The composition of the soil before it was planted was as follows (Figure 3): 3.2% exchangeable fraction, 16.9% carbonate fraction, 47.5% Fe/Mn oxide fraction, 7.8% organic fraction, and 24.7% residual fraction. In the rhizosphere soil of RCs without the hydroxyapatite, the lead content and percentage in the exchangeable and carbonate fractions increased as the rhizosphere soil of RC got closer to the contaminated soil. The percentages of exchangeable and carbonate fractions in the rhizosphere soil of RC1 increased to 17.6% and 31.5% for barley and 19.3% and 28.3% for hairy vetch, respectively. In contrast, in the rhizosphere soil of RCs with the hydroxyapatite, the dominant lead fraction, was residual and ranged from 76.3% to 80.1% for barley and 73.1% to 78.7% for hairy vetch. The lead content in the exchangeable fraction in the rhizosphere soil of RC2 and RC3 with the hydroxyapatite decreased to 0.1 mg kg−1 for both plants as compared with the soil before it was planted (0.6 mg kg−1).

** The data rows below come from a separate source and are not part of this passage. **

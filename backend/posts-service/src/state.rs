use std::sync::Arc;

use crate::cache::{IndexCacheSettings, PageCache};
use crate::db::PostsRepository;

/// Shared handler state, registered once as `web::Data<AppState>`.
#[derive(Clone)]
pub struct AppState {
    pub repo: Arc<dyn PostsRepository>,
    pub page_cache: Arc<dyn PageCache>,
    pub index_cache: IndexCacheSettings,
    pub login_url: String,
}

impl AppState {
    pub fn new(
        repo: Arc<dyn PostsRepository>,
        page_cache: Arc<dyn PageCache>,
        index_cache: IndexCacheSettings,
        login_url: impl Into<String>,
    ) -> Self {
        Self {
            repo,
            page_cache,
            index_cache,
            login_url: login_url.into(),
        }
    }
}
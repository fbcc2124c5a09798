use redis::aio::ConnectionManager;
use redis::{AsyncCommands, Pipeline};
use std::time::Duration;
use tracing::{debug, warn};

use super::{CacheError, CacheResult, CachedPage, PageCache};
use crate::metrics::cache::{PAGE_CACHE_EVENTS, PAGE_CACHE_WRITE_TOTAL};

/// Redis page cache. Every key is stored under `{namespace}:` so that
/// `clear` only touches this deployment's entries.
#[derive(Clone)]
pub struct RedisPageCache {
    redis: ConnectionManager,
    namespace: String,
}

impl RedisPageCache {
    pub fn new(redis: ConnectionManager, namespace: impl Into<String>) -> Self {
        Self {
            redis,
            namespace: namespace.into(),
        }
    }

    fn namespaced(&self, key: &str) -> String {
        format!("{}:{}", self.namespace, key)
    }
}

#[async_trait::async_trait]
impl PageCache for RedisPageCache {
    async fn get(&self, key: &str) -> CacheResult<Option<CachedPage>> {
        let key = self.namespaced(key);
        let mut conn = self.redis.clone();

        match conn.get::<_, Option<String>>(&key).await {
            Ok(Some(data)) => match serde_json::from_str::<CachedPage>(&data) {
                Ok(page) => {
                    debug!(key = %key, "Page cache HIT");
                    PAGE_CACHE_EVENTS.with_label_values(&["hit"]).inc();
                    Ok(Some(page))
                }
                Err(e) => {
                    warn!(key = %key, error = %e, "Page cache entry corrupted, dropping it");
                    PAGE_CACHE_EVENTS.with_label_values(&["error"]).inc();
                    let _ = conn.del::<_, ()>(&key).await;
                    Ok(None)
                }
            },
            Ok(None) => {
                debug!(key = %key, "Page cache MISS");
                PAGE_CACHE_EVENTS.with_label_values(&["miss"]).inc();
                Ok(None)
            }
            Err(e) => {
                PAGE_CACHE_EVENTS.with_label_values(&["error"]).inc();
                Err(CacheError::Redis(e))
            }
        }
    }

    async fn set(&self, key: &str, page: &CachedPage, ttl: Duration) -> CacheResult<()> {
        let key = self.namespaced(key);
        let data = serde_json::to_string(page)?;
        let ttl_secs = ttl.as_secs().max(1);

        let mut conn = self.redis.clone();
        conn.set_ex::<_, _, ()>(&key, data, ttl_secs)
            .await
            .map_err(|e| {
                PAGE_CACHE_WRITE_TOTAL.with_label_values(&["error"]).inc();
                CacheError::Redis(e)
            })?;

        debug!(key = %key, ttl_secs, "Page cache WRITE");
        PAGE_CACHE_WRITE_TOTAL.with_label_values(&["success"]).inc();
        Ok(())
    }

    async fn clear(&self) -> CacheResult<()> {
        let pattern = format!("{}:*", self.namespace);
        let mut conn = self.redis.clone();
        let mut cursor: u64 = 0;
        let mut deleted = 0usize;

        loop {
            // SCAN instead of KEYS to avoid blocking Redis
            let (next_cursor, keys): (u64, Vec<String>) = redis::cmd("SCAN")
                .arg(cursor)
                .arg("MATCH")
                .arg(&pattern)
                .arg("COUNT")
                .arg(100)
                .query_async(&mut conn)
                .await?;

            if !keys.is_empty() {
                let mut pipe = Pipeline::new();
                for key in &keys {
                    pipe.del(key);
                }
                pipe.query_async::<_, ()>(&mut conn).await?;
                deleted += keys.len();
            }

            cursor = next_cursor;
            if cursor == 0 {
                break;
            }
        }

        debug!(pattern = %pattern, deleted, "Page cache CLEAR");
        Ok(())
    }

    async fn ping(&self) -> CacheResult<()> {
        let mut conn = self.redis.clone();
        redis::cmd("PING").query_async::<_, String>(&mut conn).await?;
        Ok(())
    }
}
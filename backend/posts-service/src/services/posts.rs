/// Post service - validates and persists post creation and edits
use crate::db::PostsRepository;
use crate::error::{AppError, Result};
use crate::forms::{FormErrors, PostForm, INVALID_GROUP_MESSAGE};
use crate::metrics::content::POST_WRITES_TOTAL;
use crate::middleware::{can_edit_post, CurrentUser};
use crate::models::{Group, NewPost, Post, PostView};
use serde::Serialize;
use std::sync::Arc;
use tracing::{info, warn};

/// Context for the create/edit page, rendered both empty and with errors.
#[derive(Debug, Serialize)]
pub struct PostFormContext {
    pub form: PostForm,
    pub errors: FormErrors,
    pub is_edit: bool,
    /// Groups the post may be published to
    pub groups: Vec<Group>,
    #[serde(skip_serializing_if = "Option::is_none")]
    pub post_id: Option<i64>,
}

/// Outcome of a form submission.
#[derive(Debug)]
pub enum Submission {
    Saved(Post),
    Invalid(PostFormContext),
}

/// Outcome of loading a post for editing.
#[derive(Debug)]
pub enum EditAccess {
    Allowed(PostView),
    /// Session user is not the author
    Denied,
}

pub struct PostService {
    repo: Arc<dyn PostsRepository>,
}

impl PostService {
    pub fn new(repo: Arc<dyn PostsRepository>) -> Self {
        Self { repo }
    }

    pub async fn create_form(&self) -> Result<PostFormContext> {
        self.form_context(PostForm::default(), FormErrors::new(), None)
            .await
    }

    pub async fn create_post(&self, user: &CurrentUser, form: PostForm) -> Result<Submission> {
        let form = form.normalized();
        let (errors, group_id) = self.validate(&form).await?;
        if !errors.is_empty() {
            return Ok(Submission::Invalid(
                self.form_context(form, errors, None).await?,
            ));
        }

        let post = self
            .repo
            .create_post(NewPost {
                author_id: user.id,
                text: form.text,
                group_id,
                image: form.image,
            })
            .await?;

        POST_WRITES_TOTAL.with_label_values(&["create"]).inc();
        info!(user_id = user.id, post_id = post.id, "Post created");
        Ok(Submission::Saved(post))
    }

    /// Load a post and check that the session user may edit it.
    pub async fn edit_access(&self, user: &CurrentUser, post_id: i64) -> Result<EditAccess> {
        let post = self
            .repo
            .find_post(post_id)
            .await?
            .ok_or_else(|| AppError::NotFound(format!("Post {} not found", post_id)))?;

        if !can_edit_post(user, &post) {
            warn!(
                user_id = user.id,
                post_id,
                author_id = post.author.id,
                "Edit attempt by non-author"
            );
            return Ok(EditAccess::Denied);
        }

        Ok(EditAccess::Allowed(post))
    }

    /// Form bound to the stored post.
    pub async fn edit_form(&self, post: &PostView) -> Result<PostFormContext> {
        let form = PostForm {
            text: post.text.clone(),
            group: post.group.as_ref().map(|g| g.id.to_string()),
            image: post.image.clone(),
        };
        self.form_context(form, FormErrors::new(), Some(post.id))
            .await
    }

    pub async fn edit_post(
        &self,
        user: &CurrentUser,
        post: &PostView,
        form: PostForm,
    ) -> Result<Submission> {
        let form = form.normalized();
        let (errors, group_id) = self.validate(&form).await?;
        if !errors.is_empty() {
            return Ok(Submission::Invalid(
                self.form_context(form, errors, Some(post.id)).await?,
            ));
        }

        let updated = self
            .repo
            .update_post(
                post.id,
                NewPost {
                    author_id: user.id,
                    text: form.text,
                    group_id,
                    image: form.image,
                },
            )
            .await?
            .ok_or_else(|| AppError::NotFound(format!("Post {} not found", post.id)))?;

        POST_WRITES_TOTAL.with_label_values(&["edit"]).inc();
        info!(user_id = user.id, post_id = updated.id, "Post edited");
        Ok(Submission::Saved(updated))
    }

    /// Field checks plus resolution of the group reference.
    async fn validate(&self, form: &PostForm) -> Result<(FormErrors, Option<i64>)> {
        let mut errors = form.check();

        let group_id = match form.group_id() {
            Some(id) => {
                if self.repo.find_group(id).await?.is_none() {
                    errors.add("group", INVALID_GROUP_MESSAGE);
                }
                Some(id)
            }
            None => None,
        };

        Ok((errors, group_id))
    }

    async fn form_context(
        &self,
        form: PostForm,
        errors: FormErrors,
        post_id: Option<i64>,
    ) -> Result<PostFormContext> {
        Ok(PostFormContext {
            form,
            errors,
            is_edit: post_id.is_some(),
            groups: self.repo.list_groups().await?,
            post_id,
        })
    }
}

#[cfg(test)]
mod tests {
    use super::*;
    use crate::db::InMemoryPostsRepository;

    async fn setup() -> (Arc<InMemoryPostsRepository>, CurrentUser) {
        let repo = Arc::new(InMemoryPostsRepository::new());
        let user = repo.create_user("writer").await.unwrap();
        (
            repo,
            CurrentUser {
                id: user.id,
                username: user.username,
            },
        )
    }

    #[tokio::test]
    async fn unknown_group_is_a_field_error() {
        let (repo, user) = setup().await;
        let service = PostService::new(repo.clone());

        let outcome = service
            .create_post(
                &user,
                PostForm {
                    text: "hello".to_string(),
                    group: Some("999".to_string()),
                    image: None,
                },
            )
            .await
            .unwrap();

        match outcome {
            Submission::Invalid(ctx) => {
                assert!(ctx.errors.field("group").is_some());
                assert!(!ctx.is_edit);
            }
            Submission::Saved(_) => panic!("post with unknown group was saved"),
        }
        assert_eq!(
            repo.count_posts(crate::db::PostFilter::All).await.unwrap(),
            0
        );
    }

    #[tokio::test]
    async fn created_post_belongs_to_session_user() {
        let (repo, user) = setup().await;
        let group = repo.create_group("Cats", "cats", "").await.unwrap();
        let service = PostService::new(repo);

        let outcome = service
            .create_post(
                &user,
                PostForm {
                    text: "  hello  ".to_string(),
                    group: Some(group.id.to_string()),
                    image: None,
                },
            )
            .await
            .unwrap();

        let Submission::Saved(post) = outcome else {
            panic!("valid post was rejected");
        };
        assert_eq!(post.author_id, user.id);
        assert_eq!(post.text, "hello");
        assert_eq!(post.group_id, Some(group.id));
    }

    #[tokio::test]
    async fn non_author_is_denied_edit() {
        let (repo, author) = setup().await;
        let other = repo.create_user("other").await.unwrap();
        let post = repo
            .create_post(NewPost {
                author_id: author.id,
                text: "original".to_string(),
                group_id: None,
                image: None,
            })
            .await
            .unwrap();
        let service = PostService::new(repo);

        let intruder = CurrentUser {
            id: other.id,
            username: other.username,
        };
        assert!(matches!(
            service.edit_access(&intruder, post.id).await.unwrap(),
            EditAccess::Denied
        ));
        assert!(matches!(
            service.edit_access(&author, post.id).await.unwrap(),
            EditAccess::Allowed(_)
        ));
    }
}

Similarly, the lead content in the carbonate fraction of the rhizosphere soil of RC2 and RC3 with the hydroxyapatite was lower or the same level as that in the soil before it was planted. In the rhizosphere soil of RC1 with the hydroxyapatite, the sum lead content in the exchangeable and carbonate fractions increased to 7.0 mg kg−1 for barley and 26.7 mg kg−1 for hairy vetch when compared with the soil before they were planted (3.8 mg kg−1), while the sum lead percentage in those fractions decreased from 20.1% to 3.7% for barley and 4.9% for hairy vetch.

4. Discussion

4.1. Lead Migration from Contaminated Soil into Uncontaminated Rhizosphere Soil and Its Immobilization by Hydroxyapatite

The plant cultivation test using the rhizobox system showed that lead in the contaminated soil more than 3 mm apart from the root surface migrated into the rhizosphere soil. In particular, lead was accumulated within 1 mm from the contaminated soil, regardless of the addition of hydroxyapatite (Figure 2). However, in the RCs in which lead accumulated, the lead phases were greatly different between the rhizosphere soil with and without the hydroxyapatite (Figure 2 and Figure 3). These results suggest some insight into lead migration in rhizosphere soil. In the rhizosphere soil without the hydroxyapatite, lead would gradually migrate throughout the rhizosphere soil profile during cultivation. In addition, lead would particularly accumulate as the readily soluble phases (exchangeable and carbonate fractions) even in the rhizosphere soil (RC3) that shared a boundary with the root surface (PC). Thus, the distance that a large part of the lead migrated during cultivation would be within a few mm. These findings are consistent with results obtained by Ogawa et al. [36] who conducted the unsaturated-column-percolation test to evaluate the distance of lead migration. They reported that the distance of lead migration during 170 mm of water migration was within 5 mm. The differences in the distance noted between this study and the study by Ogawa et al. [36] would result from the amount of water migration during the test period.
In the rhizosphere soil with the hydroxyapatite, almost all of the lead that migrated from the contaminated soil accumulated in the rhizosphere soil within 1 mm from the contaminated soil. These results demonstrate that the lead that migrated from the contaminated soil was immediately immobilized by the hydroxyapatite in the rhizosphere soil. Ogawa et al. [36] estimated the range of lead immobilization by hydroxyapatite in the soil, and estimated it to be 1 mm between lead and hydroxyapatite. Thus, lead would be immobilized by the hydroxyapatite within 1-mm-thickness of rhizosphere soil. This is supported by the results of lead phases by the sequential extraction. The dominant lead fraction in the rhizosphere soil of RC1 with the hydroxyapatite was residual irrespective the plant type. More than 73% of lead was distributed into this fraction (Figure 2 and Figure 3). These results indicate that the presence of hydroxyapatite in the rhizosphere soil makes the lead phases more stable in the process of lead migration. Pyromorphite precipitated by the hydroxyapatite is a chemically stable lead compound [13,14]. The formation of pyromorphite is most likely a lead immobilization mechanism when compared with other mechanisms; thus, the pyromorphite formation would result in the alteration of lead phases to be more stable.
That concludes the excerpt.